[Stored items]
______

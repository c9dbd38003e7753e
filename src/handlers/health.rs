use axum::{extract::State, http::StatusCode, Json};
use serde_json::{json, Value};

use crate::AppState;

pub async fn health_check() -> Json<Value> {
    Json(json!({
        "status": "ok",
        "service": "moodify-api",
        "version": env!("CARGO_PKG_VERSION"),
    }))
}

/// Readiness: the database must answer and migrations must have run. The AI
/// client is reported but never gates readiness, the service degrades to
/// static recommendations without it.
pub async fn readyz(State(state): State<AppState>) -> (StatusCode, Json<Value>) {
    let db_ok = sqlx::query_scalar::<_, i32>("SELECT 1")
        .fetch_one(&state.db)
        .await
        .is_ok();

    let migrations_applied = sqlx::query_scalar::<_, i64>(
        "SELECT COUNT(*) FROM _sqlx_migrations WHERE success",
    )
    .fetch_one(&state.db)
    .await
    .unwrap_or(0);

    let ai_mode = if state.ai.enabled() { "enabled" } else { "fallback" };

    if db_ok && migrations_applied > 0 {
        (
            StatusCode::OK,
            Json(json!({
                "status": "ready",
                "checks": {
                    "database": "ok",
                    "migrations_applied": migrations_applied,
                    "ai": ai_mode,
                },
            })),
        )
    } else {
        (
            StatusCode::SERVICE_UNAVAILABLE,
            Json(json!({
                "status": "not_ready",
                "checks": {
                    "database": if db_ok { "ok" } else { "failed" },
                    "migrations_applied": migrations_applied,
                    "ai": ai_mode,
                },
            })),
        )
    }
}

______

Copying word for word, give each line of the data above from the first one through the line containing "let ai_mode = if", and nothing else.

Task solution:
repository c9dbd38003e7753e
filename src/handlers/health.rs
use axum::{extract::State, http::StatusCode, Json};
use serde_json::{json, Value};

use crate::AppState;

pub async fn health_check() -> Json<Value> {
    Json(json!({
        "status": "ok",
        "service": "moodify-api",
        "version": env!("CARGO_PKG_VERSION"),
    }))
}

/// Readiness: the database must answer and migrations must have run. The AI
/// client is reported but never gates readiness, the service degrades to
/// static recommendations without it.
pub async fn readyz(State(state): State<AppState>) -> (StatusCode, Json<Value>) {
    let db_ok = sqlx::query_scalar::<_, i32>("SELECT 1")
        .fetch_one(&state.db)
        .await
        .is_ok();

    let migrations_applied = sqlx::query_scalar::<_, i64>(
        "SELECT COUNT(*) FROM _sqlx_migrations WHERE success",
    )
    .fetch_one(&state.db)
    .await
    .unwrap_or(0);

    let ai_mode = if state.ai.enabled() { "enabled" } else { "fallback" };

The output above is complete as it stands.